## INFORMATION SHOWN
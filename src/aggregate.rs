use chrono::Utc;
use std::collections::{BTreeMap, BTreeSet};
use tracing::{debug, info};

use crate::constants;
use crate::metrics as obs;
use crate::normalize::normalize;
use crate::numeric::{parse_count, parse_number};
use crate::rank;
use crate::registry;
use crate::snapshot::{Catalog, CategoryCount, NeighborhoodSummary, Snapshot};
use crate::types::{CensusRow, CleanRecord, Grupo, RawEstablishmentRecord};

/// Census data joined per normalized bairro key.
struct CensusEntry {
    populacao: Option<u64>,
    area_km2: f64,
}

/// Builds a complete snapshot from one ingest batch.
///
/// Pure with respect to its inputs; the caller publishes the result via
/// `SnapshotHandle`. Malformed rows degrade (zero/skip), they never abort
/// the batch.
pub fn build_snapshot(records: &[RawEstablishmentRecord], census: &[CensusRow]) -> Snapshot {
    let started = std::time::Instant::now();

    let mut index: BTreeMap<String, Vec<CleanRecord>> = BTreeMap::new();
    let mut group_totals: BTreeMap<String, BTreeMap<Grupo, i64>> = BTreeMap::new();
    let mut population_hints: BTreeMap<String, u64> = BTreeMap::new();
    let mut grupos_seen: BTreeSet<&'static str> = BTreeSet::new();
    let mut categorias_seen: BTreeSet<String> = BTreeSet::new();

    // Pass 1: establishments
    let mut skipped = 0usize;
    for raw in records {
        let bairro = normalize(&raw.bairro);
        if bairro.is_empty() {
            skipped += 1;
            obs::record_row_skipped("empty_bairro");
            continue;
        }

        let classification = registry::classify(&raw.classificacao_cnae, &raw.classificacao_grupo);
        let quantidade = parse_count(&raw.quantidade);

        // Hint aggregation uses max across duplicate rows; the census, when
        // present, still wins (first-row policy, applied below).
        if let Some(hint) = raw.populacao.as_deref().and_then(parse_number) {
            if hint > 0.0 {
                let hint = hint.round() as u64;
                let slot = population_hints.entry(bairro.clone()).or_insert(0);
                *slot = (*slot).max(hint);
            }
        }

        grupos_seen.insert(classification.grupo.as_label());
        let categoria = raw.classificacao_cnae.trim().to_string();
        if !categoria.is_empty() {
            categorias_seen.insert(categoria.clone());
        }

        let clean = CleanRecord {
            bairro: bairro.clone(),
            classificacao_grupo: classification.grupo.as_label().to_string(),
            classificacao_cnae: categoria,
            quantidade,
            dataset: classification.dataset.to_string(),
            grupo: classification.grupo,
        };

        *group_totals
            .entry(bairro.clone())
            .or_default()
            .entry(classification.grupo)
            .or_insert(0) += quantidade;
        index.entry(bairro).or_default().push(clean);
        obs::record_row_ingested();
    }

    // Pass 2: census join. First row per key wins, by input order.
    let mut census_by_bairro: BTreeMap<String, CensusEntry> = BTreeMap::new();
    for row in census {
        let bairro = normalize(&row.nome);
        if bairro.is_empty() {
            continue;
        }
        census_by_bairro.entry(bairro).or_insert_with(|| {
            let area_km2 = row
                .shape_area
                .as_deref()
                .and_then(parse_number)
                .map(|m2| m2 / 1_000_000.0)
                .unwrap_or(constants::FALLBACK_AREA_KM2);
            let populacao = row
                .populacao
                .as_deref()
                .and_then(parse_number)
                .filter(|p| *p > 0.0)
                .map(|p| p.round() as u64);
            CensusEntry { populacao, area_km2 }
        });
    }

    // Pass 3: summaries with derived metrics
    let mut summaries: BTreeMap<String, NeighborhoodSummary> = BTreeMap::new();
    for (bairro, rows) in &index {
        let totals = group_totals.get(bairro).cloned().unwrap_or_default();
        let total: i64 = totals.values().sum();

        let census_entry = census_by_bairro.get(bairro);
        let populacao = match census_entry.and_then(|c| c.populacao) {
            Some(p) => Some(p),
            None => population_hints.get(bairro).copied(),
        };
        let area_km2 = census_entry.map(|c| c.area_km2);

        let mut metrics: BTreeMap<String, f64> = BTreeMap::new();
        metrics.insert(constants::METRIC_TOTAL.to_string(), total as f64);
        for grupo in Grupo::RECOGNIZED {
            let count = totals.get(&grupo).copied().unwrap_or(0);
            metrics.insert(format!("total_{}", grupo.as_key()), count as f64);
        }

        let total_ultra = totals.get(&Grupo::Ultraprocessado).copied().unwrap_or(0);
        let ratio = if total > 0 {
            total_ultra as f64 / total as f64
        } else {
            0.0
        };
        metrics.insert(constants::METRIC_RATIO_ULTRA.to_string(), ratio);

        // Density metrics are defined only for joined, positive populations;
        // bairros without one are thereby excluded from density ranking and
        // density choropleths.
        if let Some(pop) = populacao.filter(|p| *p > 0) {
            let pop = pop as f64;
            metrics.insert(
                constants::METRIC_DENS_TOTAL.to_string(),
                round2(total as f64 * 10_000.0 / pop),
            );
            for grupo in Grupo::RECOGNIZED {
                let count = totals.get(&grupo).copied().unwrap_or(0) as f64;
                metrics.insert(
                    format!("densidade_{}_por_10k", grupo.as_key()),
                    round2(count * 10_000.0 / pop),
                );
            }
        } else {
            debug!(bairro = %bairro, "sem população no censo; densidades indefinidas");
        }

        // Ensure the recognized groups are present even when empty
        let mut full_totals = totals.clone();
        for grupo in Grupo::RECOGNIZED {
            full_totals.entry(grupo).or_insert(0);
        }

        summaries.insert(
            bairro.clone(),
            NeighborhoodSummary {
                bairro: bairro.clone(),
                populacao,
                area_km2,
                total,
                group_totals: full_totals,
                breakdown: breakdown_for(rows),
                metrics,
                percentis: BTreeMap::new(),
            },
        );
    }

    rank::rank_metrics(&mut summaries, &constants::RANKED_METRICS);

    let datasets = dataset_tables(&index);
    let catalog = Catalog {
        grupos: grupos_seen.iter().map(|g| g.to_string()).collect(),
        categorias: categorias_seen.into_iter().collect(),
        metrics: constants::METRICS.iter().map(|m| m.to_string()).collect(),
    };

    let elapsed = started.elapsed().as_secs_f64();
    obs::record_snapshot_built(elapsed);
    info!(
        bairros = summaries.len(),
        linhas = records.len(),
        ignoradas = skipped,
        segundos = elapsed,
        "snapshot construído"
    );

    Snapshot {
        summaries,
        records: index,
        datasets,
        catalog,
        built_at: Utc::now(),
    }
}

/// Per-group breakdown of one bairro's rows, aggregated by categoria and
/// ordered by descending count (ties alphabetical).
fn breakdown_for(rows: &[CleanRecord]) -> BTreeMap<Grupo, Vec<CategoryCount>> {
    let mut by_group: BTreeMap<Grupo, BTreeMap<String, i64>> = BTreeMap::new();
    for row in rows {
        *by_group
            .entry(row.grupo)
            .or_default()
            .entry(row.classificacao_cnae.clone())
            .or_insert(0) += row.quantidade;
    }

    by_group
        .into_iter()
        .map(|(grupo, counts)| {
            let mut list: Vec<CategoryCount> = counts
                .into_iter()
                .map(|(classificacao_cnae, quantidade)| CategoryCount {
                    classificacao_cnae,
                    quantidade,
                })
                .collect();
            list.sort_by(|a, b| {
                b.quantidade
                    .cmp(&a.quantidade)
                    .then_with(|| a.classificacao_cnae.cmp(&b.classificacao_cnae))
            });
            (grupo, list)
        })
        .collect()
}

/// Per-dataset tables: rows aggregated by (bairro, grupo, categoria),
/// summing quantities, in bairro order.
fn dataset_tables(index: &BTreeMap<String, Vec<CleanRecord>>) -> BTreeMap<String, Vec<CleanRecord>> {
    let mut keyed: BTreeMap<(String, String, Grupo, String), i64> = BTreeMap::new();
    for rows in index.values() {
        for row in rows {
            *keyed
                .entry((
                    row.dataset.clone(),
                    row.bairro.clone(),
                    row.grupo,
                    row.classificacao_cnae.clone(),
                ))
                .or_insert(0) += row.quantidade;
        }
    }

    let mut tables: BTreeMap<String, Vec<CleanRecord>> = BTreeMap::new();
    for ((dataset, bairro, grupo, categoria), quantidade) in keyed {
        tables.entry(dataset.clone()).or_default().push(CleanRecord {
            bairro,
            classificacao_grupo: grupo.as_label().to_string(),
            classificacao_cnae: categoria,
            quantidade,
            dataset,
            grupo,
        });
    }
    tables
}

fn round2(value: f64) -> f64 {
    (value * 100.0).round() / 100.0
}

## TASK PROMPT
In the lines above, spot each one that contains the word "ratio" and copy it.

## TASK SOLUTION
        let ratio = if total > 0 {
        metrics.insert(constants::METRIC_RATIO_ULTRA.to_string(), ratio);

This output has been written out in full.